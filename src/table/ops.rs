//! Column selection, renaming, joining and missing-value filling.

use std::collections::HashMap;

use tracing::debug;

use crate::domain::{Column, ColumnData, Table};
use crate::error::AppError;
use crate::math::finite_mean;

/// New table with only the named columns, in the given order.
pub fn select(table: &Table, names: &[&str]) -> Result<Table, AppError> {
    let columns = names
        .iter()
        .map(|n| table.column(n).cloned())
        .collect::<Result<Vec<_>, _>>()?;
    Table::new(columns)
}

/// Rename a column in place.
pub fn rename(table: &mut Table, from: &str, to: &str) -> Result<(), AppError> {
    table.column_mut(from)?.name = to.to_string();
    Ok(())
}

/// Distinct, present key values of a column in row order.
pub fn key_values(table: &Table, key: &str) -> Result<Vec<String>, AppError> {
    let col = table.column(key)?;
    let mut seen = std::collections::HashSet::new();
    let mut out = Vec::new();
    for row in 0..col.data.len() {
        if let Some(k) = col.data.key_at(row) {
            if seen.insert(k.clone()) {
                out.push(k);
            }
        }
    }
    Ok(out)
}

/// Inner join on `key`.
///
/// Output rows follow the left table's order; a left row matches the first
/// right row carrying the same key. Non-key columns that appear in both
/// tables are renamed with `suffixes.0` (left) and `suffixes.1` (right).
pub fn inner_join(left: &Table, right: &Table, key: &str, suffixes: (&str, &str)) -> Result<Table, AppError> {
    let left_key = left.column(key)?;
    let right_key = right.column(key)?;

    let mut right_index: HashMap<String, usize> = HashMap::new();
    for row in 0..right_key.data.len() {
        if let Some(k) = right_key.data.key_at(row) {
            right_index.entry(k).or_insert(row);
        }
    }

    let mut pairs: Vec<(usize, usize)> = Vec::new();
    for row in 0..left_key.data.len() {
        if let Some(r) = left_key.data.key_at(row).and_then(|k| right_index.get(&k)) {
            pairs.push((row, *r));
        }
    }

    let left_names: Vec<&str> = left.column_names();
    let right_names: Vec<&str> = right.column_names();
    let clashes = |name: &str, other: &[&str]| name != key && other.contains(&name);

    let mut columns = Vec::with_capacity(left.n_cols() + right.n_cols());
    for c in left.columns() {
        let name = if clashes(&c.name, &right_names) {
            format!("{}{}", c.name, suffixes.0)
        } else {
            c.name.clone()
        };
        columns.push(take_rows(c, name, pairs.iter().map(|p| p.0)));
    }
    for c in right.columns() {
        if c.name == key {
            continue;
        }
        let name = if clashes(&c.name, &left_names) {
            format!("{}{}", c.name, suffixes.1)
        } else {
            c.name.clone()
        };
        columns.push(take_rows(c, name, pairs.iter().map(|p| p.1)));
    }

    debug!(
        left = left.n_rows(),
        right = right.n_rows(),
        joined = pairs.len(),
        "inner join on `{key}`"
    );
    Table::new(columns)
}

fn take_rows(col: &Column, name: String, rows: impl Iterator<Item = usize>) -> Column {
    let data = match &col.data {
        ColumnData::Numeric(v) => ColumnData::Numeric(rows.map(|r| v[r]).collect()),
        ColumnData::Text(v) => ColumnData::Text(rows.map(|r| v[r].clone()).collect()),
    };
    Column { name, data }
}

/// Resolve missing numeric cells: `None` becomes `0.0`, then any non-finite
/// cell that remains becomes the mean of the column's finite cells.
///
/// Returns the number of cells that were filled.
pub fn fill_missing(table: &mut Table) -> usize {
    let mut filled = 0usize;
    for col in table.columns_mut() {
        let ColumnData::Numeric(values) = &mut col.data else {
            continue;
        };

        for v in values.iter_mut() {
            if v.is_none() {
                *v = Some(0.0);
                filled += 1;
            }
        }

        let mean = finite_mean(values.iter().flatten().copied()).unwrap_or(0.0);
        for x in values.iter_mut().flatten() {
            if !x.is_finite() {
                *x = mean;
                filled += 1;
            }
        }
    }
    filled
}

#[cfg(test)]
mod tests {
    use super::*;

    fn countries(keys: &[&str], values: &[Option<f64>]) -> Table {
        Table::new(vec![
            Column::text("Country", keys.iter().map(|k| Some(k.to_string())).collect()),
            Column::numeric("2018", values.to_vec()),
        ])
        .unwrap()
    }

    #[test]
    fn inner_join_keeps_left_order_and_suffixes_clashes() {
        let left = countries(&["A", "B", "C"], &[Some(1.0), Some(2.0), Some(3.0)]);
        let right = countries(&["C", "B", "D"], &[Some(30.0), Some(20.0), Some(40.0)]);
        let joined = inner_join(&left, &right, "Country", ("_renewable", "_access")).unwrap();

        assert_eq!(joined.column_names(), vec!["Country", "2018_renewable", "2018_access"]);
        assert_eq!(joined.n_rows(), 2);
        assert_eq!(joined.dense("2018_renewable").unwrap(), vec![2.0, 3.0]);
        assert_eq!(joined.dense("2018_access").unwrap(), vec![20.0, 30.0]);
    }

    #[test]
    fn join_on_missing_key_fails() {
        let t = countries(&["A"], &[Some(1.0)]);
        let err = inner_join(&t, &t, "Country Name", ("_l", "_r")).unwrap_err();
        assert!(matches!(err, AppError::ColumnNotFound { .. }));
    }

    #[test]
    fn fill_missing_zero_fills_then_mean_fills() {
        let mut t = countries(
            &["A", "B", "C", "D"],
            &[Some(2.0), None, Some(f64::NAN), Some(4.0)],
        );
        let filled = fill_missing(&mut t);
        assert_eq!(filled, 2);
        let v = t.dense("2018").unwrap();
        assert_eq!(v[1], 0.0);
        // mean of finite cells after zero-fill: (2 + 0 + 4) / 3
        assert!((v[2] - 2.0).abs() < 1e-12);
    }

    #[test]
    fn select_and_rename() {
        let mut t = countries(&["A"], &[Some(1.0)]);
        rename(&mut t, "Country", "Nation").unwrap();
        let s = select(&t, &["2018", "Nation"]).unwrap();
        assert_eq!(s.column_names(), vec!["2018", "Nation"]);
        assert!(select(&t, &["Country"]).is_err());
    }

    #[test]
    fn key_values_are_distinct_in_row_order() {
        let t = countries(&["B", "A", "B"], &[None, None, None]);
        assert_eq!(key_values(&t, "Country").unwrap(), vec!["B", "A"]);
    }
}
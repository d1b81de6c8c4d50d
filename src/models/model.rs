//! Model evaluation for the power law and sigmoid.
//!
//! The fitter relies on three primitive operations:
//! - predict `y(x)` for a parameter vector
//! - the analytic Jacobian row `∂y/∂(a, b)` at `x`
//! - a domain check on the sample's x-values
//!
//! Parameter vectors are `[a, b]` for both models.

use crate::domain::ModelKind;

/// Predict `y(x)` for the given model kind.
///
/// # Panics
/// Panics if `params` has fewer than two entries.
pub fn predict(model: ModelKind, x: f64, params: &[f64]) -> f64 {
    let (a, b) = (params[0], params[1]);
    match model {
        ModelKind::Power => a * x.powf(b),
        ModelKind::Sigmoid => a * logistic(b * x),
    }
}

/// `1 / (1 + e^{-t})`, written so neither tail overflows to `inf / inf`.
fn logistic(t: f64) -> f64 {
    if t >= 0.0 {
        1.0 / (1.0 + (-t).exp())
    } else {
        let e = t.exp();
        e / (1.0 + e)
    }
}

/// Evaluate the model over a slice of x-values.
pub fn predict_all(model: ModelKind, xs: &[f64], params: &[f64]) -> Vec<f64> {
    xs.iter().map(|&x| predict(model, x, params)).collect()
}

/// Fill the Jacobian row `[∂y/∂a, ∂y/∂b]` at `x`.
pub fn fill_jacobian_row(model: ModelKind, x: f64, params: &[f64], out: &mut [f64]) {
    let (a, b) = (params[0], params[1]);
    match model {
        ModelKind::Power => {
            let xb = x.powf(b);
            out[0] = xb;
            out[1] = a * xb * x.ln();
        }
        ModelKind::Sigmoid => {
            // ∂/∂b of a·s(bx) is a·x·s·(1 - s); stays finite when e^{-bx} overflows.
            let s = logistic(b * x);
            out[0] = s;
            out[1] = a * x * s * (1.0 - s);
        }
    }
}

/// Check that every x lies in the model's domain.
///
/// The power model raises `x` to a non-integer exponent, so it needs `x > 0`.
pub fn check_domain(model: ModelKind, xs: &[f64]) -> Result<(), String> {
    if let Some((i, x)) = xs.iter().enumerate().find(|(_, x)| !x.is_finite()) {
        return Err(format!("non-finite x={x} at index {i}"));
    }
    match model {
        ModelKind::Power => match xs.iter().enumerate().find(|(_, x)| **x <= 0.0) {
            Some((i, x)) => Err(format!(
                "power model needs x > 0, found x={x} at index {i}"
            )),
            None => Ok(()),
        },
        ModelKind::Sigmoid => Ok(()),
    }
}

_ _ _ _ _ _ _

## WHAT YOU SHOULD DO
Wherever the string "Country" appears in the records above, copy the line it sits in.

## TASK OUTPUT
            Column::text("Country", keys.iter().map(|k| Some(k.to_string())).collect()),
        let joined = inner_join(&left, &right, "Country", ("_renewable", "_access")).unwrap();
        assert_eq!(joined.column_names(), vec!["Country", "2018_renewable", "2018_access"]);
        let err = inner_join(&t, &t, "Country Name", ("_l", "_r")).unwrap_err();
        rename(&mut t, "Country", "Nation").unwrap();
        assert!(select(&t, &["Country"]).is_err());
        assert_eq!(key_values(&t, "Country").unwrap(), vec!["B", "A"]);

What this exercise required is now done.